Biosynthesis of the red pigment bikaverin in Fusarium fujikuroi: genes, their function and regulation

• Published in: Molecular microbiology Vol. 72; no. 4; pp. 931 - 946
• Main Authors: Wiemann, Philipp, Willmann, Anita, Straeten, Marcus, Kleigrewe, Karin, Beyer, Marita, Humpf, Hans-Ulrich, Tudzynski, Bettina
• Format: Journal Article
• Language: English
• Published: Oxford, UK Oxford, UK : Blackwell Publishing Ltd 01.05.2009; Blackwell Publishing Ltd; Blackwell
• Subjects: Bacterial proteins; Biological and medical sciences; Biosynthesis; Fundamental and applied biological sciences. Psychology; Fungal Proteins - genetics; Fungal Proteins - metabolism; Fusarium - genetics; Fusarium - metabolism; Gene expression; Gene Expression Regulation, Fungal; Gene Targeting; Genes; Genes, Fungal; Genetic Complementation Test; Genomic Library; Hydrogen-Ion Concentration; Metabolism; Metabolites; Microbiology; Miscellaneous; Molecular Structure; Multigene Family; Mycology; Nitrogen - metabolism; Pigments, Biological - biosynthesis; Protein synthesis; Secondary metabolites; Studies; Time Factors; Transcription Factors - metabolism; Xanthones - metabolism; Fungi; Plant pathogen; Gene; Microbiology; Pigments; Biosynthesis; Fungi Imperfecti
• ISSN: 0950-382X; 1365-2958; 1365-2958
• DOI: 10.1111/j.1365-2958.2009.06695.x

Fusarium secondary metabolites are structurally diverse, have a variety of activities and are generally poorly understood biosynthetically.

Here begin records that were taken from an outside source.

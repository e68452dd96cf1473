// Copyright (C) 2025 SyncMyOrders Sp. z o.o.
// SPDX-License-Identifier: AGPL-3.0-or-later
//! Strato lifecycle inspection
//!
//! The polling engine that turns the admin gateway's eventually-consistent
//! view of an install or uninstall into a deterministic outcome: done,
//! timed out, cancelled or failed.
//!
//! Building blocks, smallest first:
//!
//! - [`latch`]: a generic poll-until-done primitive with a hard timeout, a
//!   fixed polling cadence and cooperative cancellation. Domain-free and
//!   reused wherever something remote needs to be waited on.
//! - [`EventCursor`]: incremental access to a deployment's event log:
//!   every poll only returns events the caller has not seen yet.
//! - [`InstallationInspector`] / [`UninstallationInspector`]: drive the
//!   latch with a predicate that reports instance-count progress, prints
//!   fresh lifecycle events and decides whether the lifecycle has ended.
//!   The per-domain queries (what counts as "running", when a lifecycle is
//!   over) are injected as [`InstallProbe`] / [`UninstallProbe`] strategies.
//!
//! # Example
//!
//! ```no_run
//! use std::collections::BTreeMap;
//! use std::sync::Arc;
//!
//! use strato_inspect::{
//!     InstallationInspector, InstanceCounts, LifecycleInspector, ServiceInstallProbe,
//! };
//! use strato_rest_client::{RestClient, RestClientConfig};
//!
//! # async fn example() -> Result<(), Box<dyn std::error::Error>> {
//! let gateway = Arc::new(RestClient::new(RestClientConfig::from_env()?)?);
//!
//! let planned = BTreeMap::from([("tomcat".to_string(), 2)]);
//! let probe = ServiceInstallProbe::new(gateway.clone(), "petclinic", "tomcat");
//! let mut inspector = InstallationInspector::new(
//!     gateway,
//!     "dep-42",
//!     false,
//!     InstanceCounts::starting_from_zero(planned),
//!     Box::new(probe),
//! );
//!
//! inspector.wait_for_lifecycle_to_end(5).await?;
//! # Ok(())
//! # }
//! ```

mod cursor;
mod display;
mod error;
mod gateway;
mod install;
pub mod latch;
mod uninstall;

pub use cursor::EventCursor;
pub use display::EventsDisplayer;
pub use error::InspectError;
pub use gateway::AdminGateway;
pub use install::{
    ApplicationInstallProbe, InstallProbe, InstallationInspector, InstanceCounts,
    LifecycleInspector, ServiceInstallProbe,
};
pub use latch::{LatchConfig, Predicate, WaitError};
pub use uninstall::{
    ApplicationUninstallProbe, ReleaseTracker, ServiceUninstallProbe, UninstallProbe,
    UninstallationInspector,
};
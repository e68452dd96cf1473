// Copyright (C) 2025 SyncMyOrders Sp. z o.o.
// SPDX-License-Identifier: AGPL-3.0-or-later
//! Wire types for the admin gateway's deployment API.

use serde::{Deserialize, Serialize};

/// Maximum number of events the gateway returns in one batch.
///
/// The event log behaves as a sliding window: when a batch would exceed this
/// capacity, the oldest events are evicted first. Callers page through larger
/// histories by advancing their cursor and fetching again.
pub const MAX_EVENTS_PER_BATCH: usize = 100;

/// Event description the gateway publishes when an uninstall has fully
/// completed. The uninstallation inspector matches it verbatim.
pub const UNDEPLOYED_SUCCESSFULLY_EVENT: &str = "Successfully undeployed";

/// One lifecycle log line of a deployment.
///
/// `index` is assigned by the gateway and increases monotonically within a
/// deployment; it is the ordering and cursor key.
#[derive(Debug, Clone, PartialEq, Eq, Serialize, Deserialize)]
pub struct DeploymentEvent {
    pub description: String,
    pub index: u64,
}

impl DeploymentEvent {
    pub fn new(description: impl Into<String>, index: u64) -> Self {
        Self {
            description: description.into(),
            index,
        }
    }
}

/// An ordered batch of deployment events, as returned per poll.
#[derive(Debug, Clone, Default, PartialEq, Eq, Serialize, Deserialize)]
pub struct DeploymentEvents {
    pub events: Vec<DeploymentEvent>,
}

impl DeploymentEvents {
    pub fn new() -> Self {
        Self::default()
    }

    /// Append an event, evicting the oldest one once the batch capacity is
    /// reached.
    pub fn push(&mut self, event: DeploymentEvent) {
        if self.events.len() == MAX_EVENTS_PER_BATCH {
            self.events.remove(0);
        }
        self.events.push(event);
    }

    pub fn is_empty(&self) -> bool {
        self.events.is_empty()
    }

    pub fn len(&self) -> usize {
        self.events.len()
    }

    /// Index of the last event in the batch, if any.
    pub fn last_index(&self) -> Option<u64> {
        self.events.last().map(|event| event.index)
    }

    /// The event descriptions, in batch order.
    pub fn descriptions(&self) -> Vec<String> {
        self.events
            .iter()
            .map(|event| event.description.clone())
            .collect()
    }
}

/// Deployment progress as reported by the gateway.
#[derive(Debug, Clone, Copy, PartialEq, Eq, Serialize, Deserialize)]
#[serde(rename_all = "snake_case")]
pub enum DeploymentState {
    /// Lifecycle still in progress.
    InProgress,
    /// All processing units reached their running state.
    Started,
    /// The deployment failed.
    Failed,
}

impl DeploymentState {
    pub fn is_failed(&self) -> bool {
        matches!(self, DeploymentState::Failed)
    }
}

/// Gateway-side view of one deployed service.
#[derive(Debug, Clone, Serialize, Deserialize)]
pub struct ServiceDescription {
    pub service_name: String,
    pub application_name: String,
    /// Deployment the service currently belongs to.
    pub deployment_id: String,
    /// Instances currently running.
    pub instance_count: u32,
    /// Instances the deployment plan calls for.
    pub planned_instances: u32,
    pub service_state: DeploymentState,
}

/// Gateway-side view of a deployed application and its services.
#[derive(Debug, Clone, Serialize, Deserialize)]
pub struct ApplicationDescription {
    pub application_name: String,
    pub application_state: DeploymentState,
    pub services: Vec<ServiceDescription>,
}

/// Body of an install-service request.
#[derive(Debug, Clone, Serialize, Deserialize)]
pub struct InstallServiceRequest {
    pub planned_instances: u32,
    pub timeout_minutes: u32,
}

/// Body of an install-application request.
#[derive(Debug, Clone, Serialize, Deserialize)]
pub struct InstallApplicationRequest {
    pub timeout_minutes: u32,
}

/// Response to an accepted install-service request.
#[derive(Debug, Clone, Serialize, Deserialize)]
pub struct InstallServiceResponse {
    /// Identifier of the freshly allocated deployment.
    pub deployment_id: String,
}

/// Response to an accepted install-application request.
#[derive(Debug, Clone, Serialize, Deserialize)]
pub struct InstallApplicationResponse {
    pub deployment_id: String,
}

/// Response to an accepted uninstall-service request.
#[derive(Debug, Clone, Serialize, Deserialize)]
pub struct UninstallServiceResponse {
    pub deployment_id: String,
}

/// Response to an accepted uninstall-application request.
#[derive(Debug, Clone, Serialize, Deserialize)]
pub struct UninstallApplicationResponse {
    pub deployment_id: String,
}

The F. fujikuroi polyketide synthase gene bik1 was previously shown to be responsible for formation of the mycelial pigment bikaverin. Here we present the characterization of five genes adjacent to bik1 as encoding a putative FAD-dependent monooxygenase (bik2), an O-methyltransferase (bik3), an NmrA-like protein (bik4), a Zn(II)₂Cys₆ transcription factor (bik5) and an MFS transporter (bik6). Deletion of each gene resulted in total loss or significant reduction of bikaverin synthesis. Expression studies revealed that all bik genes are repressed by high amounts of nitrogen in an AreA-independent manner and are subject to a time- and pH-dependent regulation. Deletion of the pH regulatory gene pacC resulted in partial derepression while complementation with a dominant active allele resulted in repression of bik genes at acidic ambient pH. Transcription of all bik genes in strains lacking bik1, bik2 or bik3 was essentially eliminated, while transcription of some bik genes was detected in strains lacking bik4, bik5 or bik6. Thus, bikaverin synthesis is regulated by a complex regulatory network. Understanding how different factors influence the synthesis of this model secondary metabolite will aid understanding secondary metabolism in general.